__Exercise__
When the line with "fn mobility(&self, state: &GameState, color: Color)" is found, repeat it and all lines that follow it exactly, stopping at the end of the listing.

__Material shown__
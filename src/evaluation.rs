use crate::board::{Board, Square};
use crate::game_state::GameState;
use crate::piece::{Color, Piece, PieceType};

/// Static evaluation weights. Tables are indexed `[rank][file]` from the
/// owner's point of view: index 0 is the owner's back rank.
#[derive(Debug, Clone)]
pub struct Evaluator {
    // Piece values
    pub pawn_value: i32,
    pub knight_value: i32,
    pub bishop_value: i32,
    pub rook_value: i32,
    pub queen_value: i32,
    pub king_value: i32,

    // Positional bonuses
    pub pawn_position_bonus: [[i32; 8]; 8],
    pub knight_position_bonus: [[i32; 8]; 8],

    // Pawn structure
    pub doubled_pawn_penalty: i32,
    pub isolated_pawn_penalty: i32,
    pub passed_pawn_bonus: i32,

    // King safety
    pub missing_shield_penalty: i32,
    pub missing_king_penalty: i32,

    pub mobility_weight: i32,
}

impl Evaluator {
    pub fn new() -> Self {
        Self {
            pawn_value: 100,
            knight_value: 320,
            bishop_value: 330,
            rook_value: 500,
            queen_value: 900,
            king_value: 0,

            // Rewards central pawns and advancement, rank 1 first
            pawn_position_bonus: [
                [0, 0, 0, 0, 0, 0, 0, 0],
                [5, 10, 10, -20, -20, 10, 10, 5],
                [5, -5, -10, 0, 0, -10, -5, 5],
                [0, 0, 0, 20, 20, 0, 0, 0],
                [5, 5, 10, 25, 25, 10, 5, 5],
                [10, 10, 20, 30, 30, 20, 10, 10],
                [50, 50, 50, 50, 50, 50, 50, 50],
                [0, 0, 0, 0, 0, 0, 0, 0],
            ],

            // Knights on the rim are dim
            knight_position_bonus: [
                [-50, -40, -30, -30, -30, -30, -40, -50],
                [-40, -20, 0, 5, 5, 0, -20, -40],
                [-30, 5, 10, 15, 15, 10, 5, -30],
                [-30, 0, 15, 20, 20, 15, 0, -30],
                [-30, 5, 15, 20, 20, 15, 5, -30],
                [-30, 0, 10, 15, 15, 10, 0, -30],
                [-40, -20, 0, 0, 0, 0, -20, -40],
                [-50, -40, -30, -30, -30, -30, -40, -50],
            ],

            doubled_pawn_penalty: 15,
            isolated_pawn_penalty: 10,
            passed_pawn_bonus: 20,

            missing_shield_penalty: 15,
            missing_king_penalty: 100,

            mobility_weight: 5,
        }
    }

    /// Score of the position for the side to move (positive is good for it).
    pub fn evaluate(&self, state: &GameState) -> i32 {
        let board = state.board();
        let mut score = 0;

        for (square, piece) in board.pieces() {
            let mut value = self.piece_value(piece.kind) + self.position_bonus(piece, square);
            if piece.kind == PieceType::Pawn {
                value += self.pawn_structure(board, square, piece.color);
            }
            score += match piece.color {
                Color::White => value,
                Color::Black => -value,
            };
        }

        // A weak shield helps the opponent.
        score -= self.king_safety_penalty(board, Color::White);
        score += self.king_safety_penalty(board, Color::Black);

        score += self.mobility(state, Color::White);
        score -= self.mobility(state, Color::Black);

        match state.turn() {
            Color::White => score,
            Color::Black => -score,
        }
    }

    pub fn piece_value(&self, kind: PieceType) -> i32 {
        match kind {
            PieceType::Pawn => self.pawn_value,
            PieceType::Knight => self.knight_value,
            PieceType::Bishop => self.bishop_value,
            PieceType::Rook => self.rook_value,
            PieceType::Queen => self.queen_value,
            PieceType::King => self.king_value,
        }
    }

    fn position_bonus(&self, piece: Piece, square: Square) -> i32 {
        let table = match piece.kind {
            PieceType::Pawn => &self.pawn_position_bonus,
            PieceType::Knight => &self.knight_position_bonus,
            _ => return 0,
        };
        // Mirror vertically for Black.
        let rank = match piece.color {
            Color::White => 7 - square.row,
            Color::Black => square.row,
        };
        table[rank as usize][square.col as usize]
    }

    fn pawn_structure(&self, board: &Board, square: Square, color: Color) -> i32 {
        let pawn_on = |row: u8, col: i8, owner: Color| {
            (0..8).contains(&col)
                && matches!(
                    board.piece_at(Square::new(row, col as u8)),
                    Some(p) if p.kind == PieceType::Pawn && p.color == owner
                )
        };
        let col = square.col as i8;
        let mut bonus = 0;

        if (0..8).any(|row| row != square.row && pawn_on(row, col, color)) {
            bonus -= self.doubled_pawn_penalty;
        }

        if !(0..8).any(|row| pawn_on(row, col - 1, color) || pawn_on(row, col + 1, color)) {
            bonus -= self.isolated_pawn_penalty;
        }

        let ahead: Vec<u8> = match color {
            Color::White => (0..square.row).collect(),
            Color::Black => (square.row + 1..8).collect(),
        };
        let enemy = color.opposite();
        let blocked = ahead
            .iter()
            .any(|&row| (col - 1..=col + 1).any(|c| pawn_on(row, c, enemy)));
        if !blocked {
            bonus += self.passed_pawn_bonus;
        }

        bonus
    }

    /// Penalty for each of the three squares in front of the king that lacks
    /// a friendly pawn.
    fn king_safety_penalty(&self, board: &Board, color: Color) -> i32 {
        let Some(king) = board.find_king(color) else {
            return self.missing_king_penalty;
        };
        let Some(shield) = king.offset(color.forward(), 0) else {
            return 0;
        };
        let mut penalty = 0;
        for d_col in -1..=1 {
            let Some(square) = shield.offset(0, d_col) else {
                continue;
            };
            let sheltered = matches!(
                board.piece_at(square),
                Some(p) if p.kind == PieceType::Pawn && p.color == color
            );
            if !sheltered {
                penalty += self.missing_shield_penalty;
            }
        }
        penalty
    }

    fn mobility(&self, state: &GameState, color: Color) -> i32 {
        state.legal_moves_for(color).len() as i32 * self.mobility_weight
    }
}

impl Default for Evaluator {
    fn default() -> Self {
        Evaluator::new()
    }
}

/// Evaluates with the default weights.
pub fn evaluate(state: &GameState) -> i32 {
    Evaluator::new().evaluate(state)
}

__Answer to the exercise__
    fn mobility(&self, state: &GameState, color: Color) -> i32 {
        state.legal_moves_for(color).len() as i32 * self.mobility_weight
    }
}

impl Default for Evaluator {
    fn default() -> Self {
        Evaluator::new()
    }
}

/// Evaluates with the default weights.
pub fn evaluate(state: &GameState) -> i32 {
    Evaluator::new().evaluate(state)
}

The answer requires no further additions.